Khama distinguish his reign by being highly regarded as a peace loving ruler with the desire of advancing his country in terms of technological innovations. He instituted scientific cattle feeding techniques which greatly inproved his country's wealth and prestige. During his reign crimes were known to be as low as zero within his country.

KHUFU
The Father Of Pyramid Building (2551-2528 B.C)
King Khufu, who is also known by the greek name "Cheops," was the father of pyramid building at Giza. He ruled from 2551 - 2528 B.C. and was the son of King Sneferu and Queen Hetpeheres. Dates Built: c. 2589-2566 B.C. Total Blocks of Stone: over 2,300,000

Base: 13 square acres, 568,500 square feet, or 7 city blocks. The length of each side of the base was originally 754 feet (230 m), but is now 745 feet (227 m) due to the loss of the outer casing stones.

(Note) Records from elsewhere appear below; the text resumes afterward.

//! # KQuant Core
//!
//! 한국 주식(KOSPI/KOSDAQ/KONEX) 트레이딩 시스템의 핵심 도메인 모델을 제공합니다.
//!
//! 이 크레이트는 시스템 전반에서 사용되는 기본 타입을 제공합니다:
//! - 종목 코드 및 시장 유형 정의
//! - 일봉/점수 데이터 구조체
//! - 주문 및 체결 기록 (생명주기 상태 머신 포함)
//! - 포지션 및 포트폴리오 리스크 지표
//! - 매매 신호
//! - 수수료/세금 계산기
//! - 설정 관리 (로드 시점 검증)
//! - 로깅 인프라

pub mod config;
pub mod domain;
pub mod error;
pub mod logging;
pub mod types;

pub use config::*;
pub use domain::*;
pub use error::*;
pub use logging::*;
pub use types::*;
//! 포트폴리오 저장소.
//!
//! (사용자, 종목) 단위 상태 변경은 전부 이 인터페이스의 트랜잭션을
//! 통과하며, 같은 키에 대한 동시 체결은 직렬화됩니다. 모든 쓰기는
//! 주문 ID를 멱등성 키로 사용해 재시도에 안전합니다.
//!
//! 거래 정지 플래그는 시스템 전체에서 유일한 공유 가변 상태입니다.
//! 쓰기는 리스크 엔진(서킷 브레이커)만 수행하고, 나머지는 읽기만 합니다.

mod memory;
mod postgres;

pub use memory::MemoryPortfolioStore;
pub use postgres::PgPortfolioStore;

use crate::error::Result;
use async_trait::async_trait;
use kquant_core::{Amount, Fill, Percent, Position, Price, RiskMetrics, Ticker, Trade};

/// 일관된 포트폴리오 스냅샷.
///
/// 현금과 포지션 목록을 하나의 트랜잭션 안에서 읽은 결과입니다.
/// 서킷 브레이커의 지표 집계는 반드시 이 스냅샷 위에서 수행합니다.
#[derive(Debug, Clone)]
pub struct PortfolioSnapshot {
    /// 사용자 ID
    pub user_id: String,
    /// 현금 잔고
    pub cash_balance: Amount,
    /// 초기 자본
    pub initial_capital: Amount,
    /// 열린 포지션 목록
    pub positions: Vec<Position>,
}

/// 포트폴리오 저장소 인터페이스.
#[async_trait]
pub trait PortfolioStore: Send + Sync {
    /// 계좌를 초기 자본으로 개설합니다. 이미 있으면 아무것도 하지 않습니다.
    async fn open_account(&self, user_id: &str, initial_capital: Amount) -> Result<()>;

    /// 포지션을 조회합니다 (보관된 포지션 제외).
    async fn get_position(&self, user_id: &str, ticker: &Ticker) -> Result<Option<Position>>;

    /// 열린 포지션 목록을 (종목 코드 순으로) 조회합니다.
    async fn list_positions(&self, user_id: &str) -> Result<Vec<Position>>;

    /// 현금 잔고를 조회합니다.
    async fn cash_balance(&self, user_id: &str) -> Result<Amount>;

    /// 현금과 포지션의 일관된 스냅샷을 조회합니다.
    async fn snapshot(&self, user_id: &str) -> Result<PortfolioSnapshot>;

    /// 체결을 트랜잭션으로 반영하고 갱신된 포지션을 반환합니다.
    ///
    /// BUY: 수량 증가, 평단 재계산, 현금 차감 (비용 포함).
    /// SELL: 수량 감소, 실현 손익 적립, 현금 입금 (비용 차감), 평단 유지.
    /// 전량 청산 시 포지션은 삭제되지 않고 보관됩니다.
    ///
    /// `fill.order_id`가 이미 반영된 경우 상태를 바꾸지 않고 현재
    /// 포지션을 반환합니다 (at-most-once).
    async fn apply_fill(&self, user_id: &str, fill: &Fill) -> Result<Position>;

    /// 손절/익절/트레일링 한도를 초기화합니다.
    async fn initialize_limits(
        &self,
        user_id: &str,
        ticker: &Ticker,
        stop_loss_pct: Percent,
        take_profit_pct: Percent,
        trailing_enabled: bool,
        trailing_distance_pct: Percent,
    ) -> Result<Position>;

    /// 트레일링 스톱을 갱신합니다. 스톱 가격이 올라갔으면 `true`.
    ///
    /// 트레일링 스톱 가격은 절대 내려가지 않습니다.
    async fn update_trailing(
        &self,
        user_id: &str,
        ticker: &Ticker,
        last_price: Price,
    ) -> Result<bool>;

    /// 포지션 현재가를 갱신합니다.
    async fn update_position_price(
        &self,
        user_id: &str,
        ticker: &Ticker,
        last_price: Price,
    ) -> Result<()>;

    /// 거래 정지 플래그를 설정합니다. 리스크 엔진 전용.
    async fn set_halt(&self, user_id: &str, reason: &str) -> Result<()>;

    /// 거래 정지 플래그를 해제합니다. 운영자 조작 전용.
    async fn clear_halt(&self, user_id: &str) -> Result<()>;

    /// 거래 정지 여부를 확인합니다.
    async fn is_halted(&self, user_id: &str) -> Result<bool>;

    /// 최신 리스크 지표를 조회합니다.
    async fn get_metrics(&self, user_id: &str) -> Result<Option<RiskMetrics>>;

    /// 리스크 지표를 저장합니다.
    async fn save_metrics(&self, metrics: &RiskMetrics) -> Result<()>;

    /// 거래 기록을 저장합니다 (order_id 기준 upsert).
    async fn record_trade(&self, trade: &Trade) -> Result<()>;

    /// 주문 ID로 거래 기록을 조회합니다.
    async fn get_trade(&self, order_id: &str) -> Result<Option<Trade>>;

    /// 최근 거래 기록을 조회합니다 (최신순, 최대 `limit`건).
    async fn recent_trades(&self, user_id: &str, limit: usize) -> Result<Vec<Trade>>;
}
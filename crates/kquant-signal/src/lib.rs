//! # KQuant Signal
//!
//! 신호 생성 파이프라인:
//! - `ConvictionScorer`: 가치/모멘텀/거래량/품질 하위 점수의 가중 결합으로
//!   확신 점수 [0,100]를 산출
//! - `SignalGenerator`: 스크리닝된 후보를 진입 신호로, 보유 포지션을
//!   청산 신호로 변환 (모니터 트리거 + 펀더멘털 악화)

pub mod conviction;
pub mod generator;

pub use conviction::{ConvictionScore, ConvictionScorer, ConvictionWeights};
pub use generator::{EntryFilters, SignalGenerator};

Total Weight: 6.5 million tons. Average Weight of Individual Blocks of Stone: 2.5 tons, the large blocks used for the ceiling of the King's Chamber weigh as much as 9 tons.
Height: Originally 481 feet (146.5 m) tall, Khufu is now, 449 feet tall as the top stones have since fallen off or been removed. Until early in this century, this pyramid was the tallest building on earth.
Angle of Incline: 51 degrees 50' 35"
Construction Material: limestone, granite

MANSA KANKAN MUSSA
KING OF MALI (1306-1332)

A scholar, a great economists and a true man of the arts, Mansa Mussa is well known for the impact he created with his flamboyant style. In 1324 he led his people on the Hadj, a holy pilgrimage from Timbuktu to Mecca. His caravan consisted of 72 000 people whom he led safely across the Sahara Desert and back, a total distance of 6,496 miles. So spectacular was this event that Mansa Mussa gained the respect of scholars and traders throughout the world. Also during his reign, Mali was one of the most prestigious and wealthiest empires in the world. This empire at this time also contain one of the worlds most prestigious university in Timbuktu.

MENELEK II
KING OF KINGS OF ABYSSINIA (1844-1913)

Menelek II united many independent kingdoms into the United States of Abyssinia (Ethiopia). The feat of pulling together several kingdoms which often fiercely opposed each other earned him a place as one of the great statesmen of African history. His further acomplishments in dealing on the international scene with the world powers, coupled with his stunning victory over Italy in the 1896 Battle of Adwa, which was an attempt to invade his country, place him among the great leaders of world history.